Does first to file hurt people that don't file? Or make it harder to get a patent?
Authored by: Anonymous on Thursday, March 28 2013 @ 03:20 PM EDT
Two things:
1. If you don't file you don't get a patent in any patent system.
2. If the proposed method is in use ( that is known ) it can't be patented.
What was the question again?

[ Reply to This | Parent | # ]

Misconception
Authored by: Anonymous on Thursday, March 28 2013 @ 04:03 PM EDT
You seem to think that the patent system is concerned about invention.

The change isn't to benefit inventors, or consumers, its to streamline the
revenue generation for lawyers. First to file will favor corporations over
individual inventors because they can afford to spam the applications. This is
not seen as a problem, because if you can't afford to file, then you can't
afford the lawyers anyway. By limiting the game to those with deep pockets, the
redistribution of wealth can be more easily centralized.

[ Reply to This | Parent | # ]

Does first to file hurt people that don't file? Or make it harder to get a patent?
Authored by: Anonymous on Friday, March 29 2013 @ 08:42 PM EDT
It's all about determining who has priority if there are conflicting patents
from different parties. They way they work is actually more complex than the
simple explanations that people draw from the names.

The biggest problem with "first to invent" is that it's open to fraud
by people who backdate their records. A true "first to file" system
works by going by the actual filing date which is a lot harder to fake as fraud
would require some cooperation from someone in the patent office. The problem
with the new American version of "first to file" is that it isn't
really "first to file". It's more a modified "first to
invent" with some hard limits on how long you backdate your records.

[ Reply to This | Parent | # ]

Does first to PUBLISH... if you publish, makes a difference
Authored by: Anonymous on Friday, March 29 2013 @ 11:29 PM EDT
If you publish, then that can make a difference against someone who FILES if you
don't, or can't afford to file like the big corporation, etc.

It all about getting out of the gate, think of the problems of the patent system
as a gate, that two or more want to go thru at the same time. If you show,
that before anyone gets to the gate, that you knew the way thru the gate first,
by PUBLISHING, then that helps determine the events where there is a battle for
the question of who made it thru the gate first... OR, looking back, if someone
else who was awarded first prize for getting thru the gate, BY MISTAKE... as,
the PUBLISHED shows that the award of first prize might have been premature.

That is as simple as I can put it. If the above is wrong, then please advise.
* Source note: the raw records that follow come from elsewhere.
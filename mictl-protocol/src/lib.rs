//! mictl-protocol: Wire format of the debugger machine interface
//!
//! This crate classifies lines printed by the debugger backend into records,
//! frames the byte streams into lines, and defines the boundary commands
//! implement so the engine can transmit them and decode their answers.

pub mod codec;
pub mod command;
pub mod commands;
pub mod cstring;
pub mod parser;
pub mod record;

// Re-export main types at crate root
pub use codec::{CodecError, MiLineCodec, DEFAULT_MAX_LINE_LENGTH};
pub use command::{CommandContext, DecodeError, Framing, MiCommand, MiInfo, WireCommand};
pub use commands::{
    gdb_exit, gdb_version, list_features, stack_select_frame, thread_select, CliCommand,
    FeaturesInfo, ListFeatures, MiCommandLine, RawCommand,
};
pub use parser::{parse_line, parse_results};
pub use record::{
    AsyncKind, MiAsyncRecord, MiOobRecord, MiOutput, MiRecord, MiResult, MiResultRecord,
    MiStreamRecord, MiValue, ResultClass, StreamKind, Token,
};
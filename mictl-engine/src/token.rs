//! Correlation token allocation

use std::sync::atomic::{AtomicU32, Ordering};

use mictl_protocol::Token;

/// Largest token handed out before the counter starts over at 1
pub const MAX_TOKEN: u32 = i32::MAX as u32;

/// Issues increasing positive tokens, wrapping to 1
#[derive(Debug)]
pub struct TokenAllocator {
    next: AtomicU32,
}

impl TokenAllocator {
    pub fn new() -> Self {
        Self::starting_at(1)
    }

    /// Start counting at `first` (clamped to the valid range)
    pub fn starting_at(first: u32) -> Self {
        Self {
            next: AtomicU32::new(first.clamp(1, MAX_TOKEN)),
        }
    }

    pub fn next_token(&self) -> Token {
        let previous = self
            .next
            .fetch_update(Ordering::Relaxed, Ordering::Relaxed, |current| {
                Some(if current >= MAX_TOKEN { 1 } else { current + 1 })
            });
        match previous {
            Ok(value) | Err(value) => Token(value),
        }
    }
}

impl Default for TokenAllocator {
    fn default() -> Self {
        Self::new()
    }
}
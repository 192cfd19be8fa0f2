//! Receive worker: owns the backend's output stream
//!
//! Classifies each line, pairs result records with the commands in flight
//! and forwards everything else as events. Completions and events are
//! posted to the dispatch task rather than delivered from here.

use std::sync::Arc;

use futures::StreamExt;
use mictl_protocol::{
    parse_line, MiLineCodec, MiOobRecord, MiOutput, MiRecord, MiResultRecord, MiStreamRecord,
};
use tokio::io::AsyncRead;
use tokio_util::codec::FramedRead;
use tracing::{debug, warn};

use crate::dispatch::{DispatchMsg, DispatchSender};
use crate::error::{BackendError, CommandError};
use crate::listener::MiEvent;
use crate::tables::{History, InFlightTable};
use crate::trace::MiTrace;

pub(crate) struct RxWorker<R> {
    lines: FramedRead<R, MiLineCodec>,
    in_flight: Arc<InFlightTable>,
    dispatch: DispatchSender,
    trace: Arc<MiTrace>,
    /// Out-of-band records since the last matched result
    oob_history: History<MiOobRecord>,
    /// Stream records since the last matched result
    stream_history: History<MiStreamRecord>,
}

impl<R: AsyncRead + Unpin> RxWorker<R> {
    pub fn new(
        reader: R,
        codec: MiLineCodec,
        in_flight: Arc<InFlightTable>,
        dispatch: DispatchSender,
        trace: Arc<MiTrace>,
        history: usize,
    ) -> Self {
        Self {
            lines: FramedRead::new(reader, codec),
            in_flight,
            dispatch,
            trace,
            oob_history: History::new(history),
            stream_history: History::new(history),
        }
    }

    pub async fn run(mut self) {
        while let Some(next) = self.lines.next().await {
            let line = match next {
                Ok(line) => line,
                Err(e) => {
                    debug!(error = %e, "Backend output closed");
                    break;
                }
            };

            if line.is_empty() {
                continue;
            }

            self.trace.received(&line);
            if !self.process_line(&line) {
                break;
            }
        }
        debug!("Receive worker finished");
    }

    /// Handle one line; false once the dispatch task is gone
    fn process_line(&mut self, line: &str) -> bool {
        let msg = match parse_line(line) {
            MiRecord::Result(record) => Some(self.result_record(record)),
            MiRecord::Oob(record) => Some(self.oob_record(record)),
            MiRecord::Prompt => None,
        };

        if let Some(msg) = msg {
            if self.dispatch.send(msg).is_err() {
                return false;
            }
        }

        // Whatever the line was, capacity may have freed up
        self.dispatch.send(DispatchMsg::ProcessNext).is_ok()
    }

    fn result_record(&mut self, record: MiResultRecord) -> DispatchMsg {
        let handle = record.token.and_then(|token| self.in_flight.take(token));

        let Some(handle) = handle else {
            warn!(token = ?record.token, class = %record.class, "Result record matches no command in flight");
            return DispatchMsg::Event(MiEvent::UnmatchedResult { record });
        };

        let output = MiOutput::new(record, self.oob_history.take());
        self.stream_history.clear();

        let outcome = if output.is_error() {
            let error = BackendError::from_output(handle.command().to_string(), &output);
            debug!(command = %handle.command(), error = %error, "Command failed");
            Err(CommandError::Backend(error))
        } else {
            Ok(output)
        };

        DispatchMsg::Completed { handle, outcome }
    }

    fn oob_record(&mut self, record: MiOobRecord) -> DispatchMsg {
        self.oob_history.push(record.clone());

        // The event carries the streams that came before this record
        let preceding_streams = self.stream_history.snapshot();
        if let MiOobRecord::Stream(stream) = &record {
            self.stream_history.push(stream.clone());
        }

        DispatchMsg::Event(MiEvent::Oob {
            record,
            preceding_streams,
        })
    }
}

/// Drain the backend's stderr, turning each line into a console event
pub(crate) async fn run_error_channel<R: AsyncRead + Unpin>(
    reader: R,
    codec: MiLineCodec,
    dispatch: DispatchSender,
) {
    let mut lines = FramedRead::new(reader, codec);
    while let Some(next) = lines.next().await {
        let line = match next {
            Ok(line) => line,
            Err(e) => {
                debug!(error = %e, "Backend error stream closed");
                break;
            }
        };

        debug!(line = %line, "Backend stderr");
        let event = MiEvent::Oob {
            record: MiOobRecord::Stream(MiStreamRecord::console(format!("{}\n", line))),
            preceding_streams: Vec::new(),
        };
        if dispatch.send(DispatchMsg::Event(event)).is_err() {
            break;
        }
    }
    debug!("Error channel worker finished");
}

#[cfg(test)]
mod tests {
    use super::*;
    use crate::handle::{CommandHandle, CommandId};
    use mictl_protocol::{MiCommandLine, StreamKind, Token};
    use tokio::sync::mpsc;

    fn receiver(
        in_flight: Arc<InFlightTable>,
        history: usize,
    ) -> (
        RxWorker<tokio::io::Empty>,
        mpsc::UnboundedReceiver<DispatchMsg>,
    ) {
        let (tx, rx) = mpsc::unbounded_channel();
        let receiver = RxWorker::new(
            tokio::io::empty(),
            MiLineCodec::new(),
            in_flight,
            tx,
            Arc::new(MiTrace::default()),
            history,
        );
        (receiver, rx)
    }

    fn register(in_flight: &InFlightTable, token: u32) {
        let mut handle =
            CommandHandle::new(CommandId(token as u64), Arc::new(MiCommandLine::new("-x")), None);
        handle.assign_token(Token(token));
        in_flight.register(Token(token), handle);
    }

    fn next_non_schedule(rx: &mut mpsc::UnboundedReceiver<DispatchMsg>) -> DispatchMsg {
        loop {
            match rx.try_recv() {
                Ok(DispatchMsg::ProcessNext) => continue,
                Ok(msg) => return msg,
                Err(_) => panic!("No message posted"),
            }
        }
    }

    #[test]
    fn test_result_collects_preceding_oob() {
        let in_flight = Arc::new(InFlightTable::new());
        register(&in_flight, 3);
        let (mut r, mut rx) = receiver(in_flight.clone(), 20);

        assert!(r.process_line(r#"~"Thread 1 (process 42)\n""#));
        assert!(r.process_line("3^done"));

        let _event = next_non_schedule(&mut rx);
        match next_non_schedule(&mut rx) {
            DispatchMsg::Completed { handle, outcome } => {
                assert_eq!(handle.token(), Some(Token(3)));
                let output = outcome.unwrap();
                assert_eq!(output.oob_records.len(), 1);
                assert_eq!(output.console_text(), "Thread 1 (process 42)\n");
            }
            _ => panic!("Expected completion"),
        }
        assert_eq!(r.oob_history.len(), 0);
        assert_eq!(r.stream_history.len(), 0);
    }

    #[test]
    fn test_error_result_becomes_backend_error() {
        let in_flight = Arc::new(InFlightTable::new());
        register(&in_flight, 1);
        let (mut r, mut rx) = receiver(in_flight, 20);

        r.process_line(r#"1^error,msg="No executable specified.""#);
        match next_non_schedule(&mut rx) {
            DispatchMsg::Completed { outcome, .. } => {
                let err = outcome.unwrap_err();
                assert_eq!(err.to_string(), "No executable specified.");
                assert_eq!(err.backend().map(|b| b.command.as_str()), Some("-x"));
            }
            _ => panic!("Expected completion"),
        }
    }

    #[test]
    fn test_unmatched_result_is_event_without_history() {
        let in_flight = Arc::new(InFlightTable::new());
        let (mut r, mut rx) = receiver(in_flight, 20);

        r.process_line(r#"=library-loaded,id="libc.so.6""#);
        let _ = next_non_schedule(&mut rx);
        r.process_line("77^done");

        match next_non_schedule(&mut rx) {
            DispatchMsg::Event(MiEvent::UnmatchedResult { record }) => {
                assert_eq!(record.token, Some(Token(77)));
            }
            _ => panic!("Expected unmatched result event"),
        }
        // History is kept for the next matched result
        assert_eq!(r.oob_history.len(), 1);
    }

    #[test]
    fn test_stream_snapshot_excludes_current_record() {
        let (mut r, mut rx) = receiver(Arc::new(InFlightTable::new()), 20);

        r.process_line(r#"~"first\n""#);
        r.process_line(r#"~"second\n""#);
        r.process_line(r#"*stopped,reason="signal-received""#);

        let streams: Vec<usize> = (0..3)
            .map(|_| match next_non_schedule(&mut rx) {
                DispatchMsg::Event(MiEvent::Oob {
                    preceding_streams, ..
                }) => preceding_streams.len(),
                _ => panic!("Expected OOB event"),
            })
            .collect();
        assert_eq!(streams, vec![0, 1, 2]);
    }

    #[test]
    fn test_history_is_bounded() {
        let (mut r, _rx) = receiver(Arc::new(InFlightTable::new()), 4);
        for i in 0..10 {
            r.process_line(&format!("~\"line {}\"", i));
        }
        assert_eq!(r.oob_history.len(), 4);
        assert_eq!(r.stream_history.len(), 4);
        assert_eq!(r.stream_history.snapshot()[0].text, "line 6");
    }

    #[test]
    fn test_prompt_only_schedules() {
        let (mut r, mut rx) = receiver(Arc::new(InFlightTable::new()), 20);
        r.process_line("(gdb) ");
        assert!(matches!(rx.try_recv(), Ok(DispatchMsg::ProcessNext)));
        assert!(rx.try_recv().is_err());
    }

    #[tokio::test]
    async fn test_run_reads_stream_until_eof() {
        let (tx, mut rx) = mpsc::unbounded_channel();
        let input: &[u8] = b"~\"hello\\n\"\n\n(gdb) \n";
        let worker = RxWorker::new(
            input,
            MiLineCodec::new(),
            Arc::new(InFlightTable::new()),
            tx,
            Arc::new(MiTrace::default()),
            20,
        );
        worker.run().await;

        match next_non_schedule(&mut rx) {
            DispatchMsg::Event(MiEvent::Oob { record, .. }) => {
                assert_eq!(record.as_stream().map(|s| s.text.as_str()), Some("hello\n"));
            }
            _ => panic!("Expected OOB event"),
        }
    }

    #[tokio::test]
    async fn test_error_channel_emits_console_events() {
        let (tx, mut rx) = mpsc::unbounded_channel();
        let input: &[u8] = b"warning: no loadable sections\n";
        run_error_channel(input, MiLineCodec::new(), tx).await;

        match rx.recv().await {
            Some(DispatchMsg::Event(MiEvent::Oob { record, .. })) => {
                let stream = record.as_stream().cloned().unwrap();
                assert_eq!(stream.kind, StreamKind::Console);
                assert_eq!(stream.text, "warning: no loadable sections\n");
            }
            _ => panic!("Expected console event"),
        }
    }
}
//! Configuration loader

use std::path::Path;

use mictl_utils::{config_file, MictlError, Result};

use super::AppConfig;

/// Configuration loader
pub struct ConfigLoader;

impl ConfigLoader {
    /// Load configuration from default location
    pub fn load() -> Result<AppConfig> {
        let path = config_file();
        if path.exists() {
            Self::load_from_path(&path)
        } else {
            Ok(AppConfig::default())
        }
    }

    /// Load configuration from a specific path
    pub fn load_from_path(path: &Path) -> Result<AppConfig> {
        if !path.exists() {
            return Err(MictlError::ConfigNotFound(path.to_path_buf()));
        }

        let content = std::fs::read_to_string(path).map_err(|e| MictlError::FileRead {
            path: path.to_path_buf(),
            source: e,
        })?;

        Self::parse(&content, path)
    }

    /// Parse configuration from string
    pub fn parse(content: &str, path: &Path) -> Result<AppConfig> {
        toml::from_str(content).map_err(|e| MictlError::ConfigInvalid {
            path: path.to_path_buf(),
            message: e.to_string(),
        })
    }

    /// Validate configuration
    pub fn validate(config: &AppConfig) -> Result<()> {
        if config.control.window_size == 0 || config.control.window_size > 64 {
            return Err(MictlError::config("window_size must be between 1 and 64"));
        }

        if config.control.oob_history == 0 {
            return Err(MictlError::config("oob_history must be at least 1"));
        }

        if config.control.max_line_length < 1024 {
            return Err(MictlError::config("max_line_length must be at least 1024"));
        }

        if config.trace.wrap_width < 16 {
            return Err(MictlError::config("wrap_width must be at least 16"));
        }

        if config.backend.program.trim().is_empty() {
            return Err(MictlError::config("backend program must not be empty"));
        }

        Ok(())
    }

    /// Load and validate
    pub fn load_and_validate() -> Result<AppConfig> {
        let config = Self::load()?;
        Self::validate(&config)?;
        Ok(config)
    }
}
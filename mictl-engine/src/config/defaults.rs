//! Default configuration values
//!
//! These are embedded in the binary and used when no config file exists.

/// Default configuration as TOML (for reference/documentation)
pub const DEFAULT_CONFIG_TOML: &str = r##"
# mictl configuration

[control]
# Commands allowed in flight at once
window_size = 3
# Out-of-band records kept between two result records
oob_history = 20
# Address commands with --thread/--frame instead of selecting first
use_thread_and_frame_options = false
max_line_length = 16777216

[backend]
program = "gdb"
args = ["--interpreter=mi2", "--nx", "-q"]
# working_dir = "/path/to/project"
capture_stderr = true
exit_timeout_ms = 2000

[trace]
# file = "/tmp/mictl-trace.log"
wrap_width = 100

[logging]
output = "file"
filter = "warn"
"##;
use crate::utils::colors::{BLUE, BOLD, GREEN, RED, RESET, YELLOW};
use std::fmt;

/// Icons
const ICON_INFO: &str = "ℹ️";
const ICON_OK: &str = "✅";
const ICON_WARN: &str = "⚠️";
const ICON_ERR: &str = "❌";

pub fn info<T: fmt::Display>(msg: T) {
    println!("{}{}{} {}{}", BLUE, BOLD, ICON_INFO, RESET, msg);
}

pub fn success<T: fmt::Display>(msg: T) {
    println!("{}{}{} {}{}", GREEN, BOLD, ICON_OK, RESET, msg);
}

pub fn warning<T: fmt::Display>(msg: T) {
    println!("{}{}{} {}{}", YELLOW, BOLD, ICON_WARN, RESET, msg);
}

pub fn error<T: fmt::Display>(msg: T) {
    eprintln!("{}{}{} {}{}", RED, BOLD, ICON_ERR, RESET, msg);
}

/// Section header printed above tables.
pub fn header<T: fmt::Display>(msg: T) {
    println!("{}{}== {} =={}", BLUE, BOLD, msg, RESET);
}
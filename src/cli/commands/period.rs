use crate::cli::parser::Commands;
use crate::config::Config;
use crate::core::period::PeriodLogic;
use crate::errors::AppResult;
use crate::ui::messages::info;
use crate::utils::path::period_label;
use std::path::Path;

pub fn handle(cmd: &Commands, cfg: &mut Config, cfg_path: &Path) -> AppResult<()> {
    if let Commands::Period { set } = cmd {
        match set {
            Some(folder) => {
                PeriodLogic::switch(cfg, cfg_path, folder)?;
            }
            None => {
                info(format!(
                    "Current period: {} ({})",
                    period_label(&cfg.period_folder()),
                    cfg.period_folder().display()
                ));
            }
        }
    }
    Ok(())
}
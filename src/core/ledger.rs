//! Per-person attendance ledger and the rules for appending to it.

use crate::core::calculator::pairing::pair_sessions;
use crate::db::store::PeriodStore;
use crate::errors::{AppResult, LedgerRejection};
use crate::models::action::AttendanceAction;
use crate::models::event::AttendanceEvent;
use crate::models::session::DutySession;
use chrono::NaiveDateTime;

/// Ordered event history of one staff member.
///
/// Appends must keep the actions alternating (in, out, in, out, ...) with each
/// clock-out strictly after its clock-in. Deletions are not re-validated.
#[derive(Debug, Clone)]
pub struct AttendanceLedger {
    name: String,
    events: Vec<AttendanceEvent>,
}

impl AttendanceLedger {
    pub fn new(name: &str, events: Vec<AttendanceEvent>) -> Self {
        Self {
            name: name.to_string(),
            events,
        }
    }

    pub fn load<S: PeriodStore + ?Sized>(store: &S, name: &str) -> AppResult<Self> {
        Ok(Self::new(name, store.load_ledger(name)?))
    }

    pub fn name(&self) -> &str {
        &self.name
    }

    pub fn events(&self) -> &[AttendanceEvent] {
        &self.events
    }

    pub fn is_empty(&self) -> bool {
        self.events.is_empty()
    }

    /// Timestamp of the clock-in still waiting for its clock-out, if the last
    /// action in storage order is a clock-in.
    pub fn open_clock_in(&self) -> Option<NaiveDateTime> {
        self.events.iter().fold(None, |_, ev| match ev.action {
            AttendanceAction::ClockIn => Some(ev.timestamp),
            AttendanceAction::ClockOut => None,
        })
    }

    /// Check whether `action` at `timestamp` may be appended.
    pub fn validate(
        &self,
        action: AttendanceAction,
        timestamp: NaiveDateTime,
    ) -> Result<(), LedgerRejection> {
        let open = self.open_clock_in();

        match (action, open) {
            (AttendanceAction::ClockIn, Some(since)) => Err(LedgerRejection::AlreadyClockedIn {
                name: self.name.clone(),
                since,
            }),
            (AttendanceAction::ClockIn, None) => Ok(()),
            (AttendanceAction::ClockOut, None) => Err(LedgerRejection::NotClockedIn {
                name: self.name.clone(),
            }),
            (AttendanceAction::ClockOut, Some(clock_in)) if timestamp <= clock_in => {
                Err(LedgerRejection::NonMonotonicClockOut {
                    name: self.name.clone(),
                    clock_in,
                    clock_out: timestamp,
                })
            }
            (AttendanceAction::ClockOut, Some(_)) => Ok(()),
        }
    }

    /// Validate, persist through `store`, then expose the event to reads.
    /// On rejection nothing is written.
    pub fn append<S: PeriodStore + ?Sized>(
        &mut self,
        store: &mut S,
        action: AttendanceAction,
        timestamp: NaiveDateTime,
    ) -> AppResult<AttendanceEvent> {
        let event = AttendanceEvent::new(&self.name, action, timestamp);
        self.validate(action, event.timestamp)?;

        store.append_event(&event)?;
        self.events.push(event.clone());
        Ok(event)
    }

    /// Remove the first event matching `predicate`; the remaining ledger is
    /// not re-checked for alternation.
    pub fn delete<S: PeriodStore + ?Sized>(
        &mut self,
        store: &mut S,
        predicate: &dyn Fn(&AttendanceEvent) -> bool,
    ) -> AppResult<Option<AttendanceEvent>> {
        let removed = store.delete_event(&self.name, predicate)?;

        if removed.is_some()
            && let Some(i) = self.events.iter().position(|ev| predicate(ev))
        {
            self.events.remove(i);
        }

        Ok(removed)
    }

    pub fn sessions(&self) -> Vec<DutySession> {
        pair_sessions(&self.name, &self.events)
    }

    /// The last `n` events in storage order.
    pub fn recent(&self, n: usize) -> &[AttendanceEvent] {
        let skip = self.events.len().saturating_sub(n);
        &self.events[skip..]
    }
}
pub mod action;
pub mod event;
pub mod expected;
pub mod session;
pub mod summary;
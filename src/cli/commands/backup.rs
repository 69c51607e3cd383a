use crate::cli::parser::Commands;
use crate::config::Config;
use crate::core::backup::BackupLogic;
use crate::core::period::PeriodLogic;
use crate::errors::AppResult;

pub fn handle(cmd: &Commands, cfg: &Config) -> AppResult<()> {
    if let Commands::Backup {
        file,
        compress,
        force,
    } = cmd
    {
        let mut pool = PeriodLogic::open(cfg)?;
        BackupLogic::backup(&mut pool, file, *compress, *force)?;
    }

    Ok(())
}
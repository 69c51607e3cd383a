use crate::db::migrate::pending_count;
use crate::db::pool::DbPool;
use crate::errors::AppResult;
use crate::utils::colors::{CYAN, GREEN, GREY, RESET, YELLOW};
use rusqlite::OptionalExtension;
use std::fs;
use std::path::Path;

pub fn print_db_info(pool: &DbPool, db_path: &Path) -> AppResult<()> {
    println!();

    //
    // 1) FILE SIZE
    //
    let file_size = fs::metadata(db_path).map(|m| m.len()).unwrap_or(0);
    let file_kb = (file_size as f64) / 1024.0;

    println!(
        "{}• File:{} {}{}{}",
        CYAN,
        RESET,
        YELLOW,
        db_path.display(),
        RESET
    );
    println!("{}• Size:{} {:.1} KB", CYAN, RESET, file_kb);

    //
    // 2) COUNTS
    //
    let staff: i64 = pool
        .conn
        .query_row("SELECT COUNT(*) FROM staff", [], |row| row.get(0))?;
    let ledgers: i64 =
        pool.conn
            .query_row("SELECT COUNT(DISTINCT name) FROM events", [], |row| {
                row.get(0)
            })?;
    let events: i64 = pool
        .conn
        .query_row("SELECT COUNT(*) FROM events", [], |row| row.get(0))?;

    println!("{}• Staff:{} {}{}{}", CYAN, RESET, GREEN, staff, RESET);
    println!("{}• Ledgers:{} {}{}{}", CYAN, RESET, GREEN, ledgers, RESET);
    println!("{}• Events:{} {}{}{}", CYAN, RESET, GREEN, events, RESET);

    //
    // 3) DATE RANGE
    //
    let first_date: Option<String> = pool
        .conn
        .query_row("SELECT MIN(date) FROM events", [], |row| {
            row.get::<_, Option<String>>(0)
        })
        .optional()?
        .flatten();
    let last_date: Option<String> = pool
        .conn
        .query_row("SELECT MAX(date) FROM events", [], |row| {
            row.get::<_, Option<String>>(0)
        })
        .optional()?
        .flatten();

    println!("{}• Date range:{}", CYAN, RESET);
    println!(
        "    from: {}",
        first_date.unwrap_or_else(|| format!("{GREY}--{RESET}"))
    );
    println!(
        "    to:   {}",
        last_date.unwrap_or_else(|| format!("{GREY}--{RESET}"))
    );

    //
    // 4) SCHEMA
    //
    println!(
        "{}• Pending migrations:{} {}",
        CYAN,
        RESET,
        pending_count(&pool.conn)?
    );

    println!();
    Ok(())
}
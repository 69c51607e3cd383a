use crate::utils::formatting::format_minutes;
use serde::Serialize;

/// Per-person worktime totals against the expected hours.
#[derive(Debug, Clone, Default, Serialize, PartialEq, Eq)]
pub struct WorktimeSummary {
    pub name: String,
    pub expected_minutes: i64,
    pub actual_minutes: i64,
    pub diff_minutes: i64,
}

impl WorktimeSummary {
    pub fn new(name: &str, expected_minutes: i64, actual_minutes: i64) -> Self {
        Self {
            name: name.to_string(),
            expected_minutes,
            actual_minutes,
            diff_minutes: actual_minutes - expected_minutes,
        }
    }

    /// `[name, expected, actual, diff]` as display strings.
    pub fn to_row(&self) -> Vec<String> {
        vec![
            self.name.clone(),
            format_minutes(self.expected_minutes, false),
            format_minutes(self.actual_minutes, false),
            format_minutes(self.diff_minutes, true),
        ]
    }
}
use crate::cli::parser::Commands;
use crate::config::Config;
use crate::core::log::LogLogic;
use crate::core::period::PeriodLogic;
use crate::errors::AppResult;

pub fn handle(cmd: &Commands, cfg: &Config) -> AppResult<()> {
    if let Commands::Log { print } = cmd
        && *print
    {
        let pool = PeriodLogic::open(cfg)?;
        LogLogic::print_log(&pool)?;
    }
    Ok(())
}
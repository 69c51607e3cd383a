use crate::config::Config;
use crate::errors::{AppError, AppResult};
use crate::ui::messages::{success, warning};
use std::path::Path;
use std::process::Command;

pub struct ConfigLogic;

impl ConfigLogic {
    /// Print the record with the password masked.
    pub fn print(cfg: &Config, path: &Path) -> AppResult<()> {
        let masked = Config {
            admin_password: "*".repeat(cfg.admin_password.chars().count()),
            ..cfg.clone()
        };
        println!("📄 Current configuration ({}):\n", path.display());
        println!("{}", serde_yaml::to_string(&masked)?);
        Ok(())
    }

    /// Open the record in an editor, falling back to the platform default.
    pub fn edit(path: &Path, editor: &Option<String>) -> AppResult<()> {
        let default_editor = std::env::var("EDITOR")
            .or_else(|_| std::env::var("VISUAL"))
            .unwrap_or_else(|_| {
                if cfg!(target_os = "windows") {
                    "notepad".to_string()
                } else {
                    "nano".to_string()
                }
            });

        let editor_to_use = editor.clone().unwrap_or_else(|| default_editor.clone());

        match Command::new(&editor_to_use).arg(path).status() {
            Ok(s) if s.success() => {
                success(format!("Configuration edited using '{}'", editor_to_use));
                return Ok(());
            }
            _ => warning(format!(
                "Editor '{}' not available, falling back to '{}'",
                editor_to_use, default_editor
            )),
        }

        match Command::new(&default_editor).arg(path).status() {
            Ok(s) if s.success() => {
                success(format!("Configuration edited using '{}'", default_editor));
                Ok(())
            }
            Ok(_) | Err(_) => Err(AppError::Config(format!(
                "failed to edit configuration with '{}'",
                default_editor
            ))),
        }
    }
}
[ Reply to This | Parent | # ]

D. None of the above
Authored by: xtifr on Saturday, March 30 2013 @ 02:24 AM EDT

First to file has no impact on anyone who isn't actually filing for a patent, and even then, it only comes up when two people file for the same patent.

It will not affect ease of getting a patent (someone will get it if the PTO finds it's a valid patent). I don't believe it will have any effect on prior art. And it does not change anything for people who have been using the technique for decades.

For most of the things that concern us here at Groklaw (bad patents, patents on mathematics, patents on old-technique-but-with-a-computer), FTF will have absolutely no effect.

---
Do not meddle in the affairs of Wizards, for it makes them soggy and hard to light.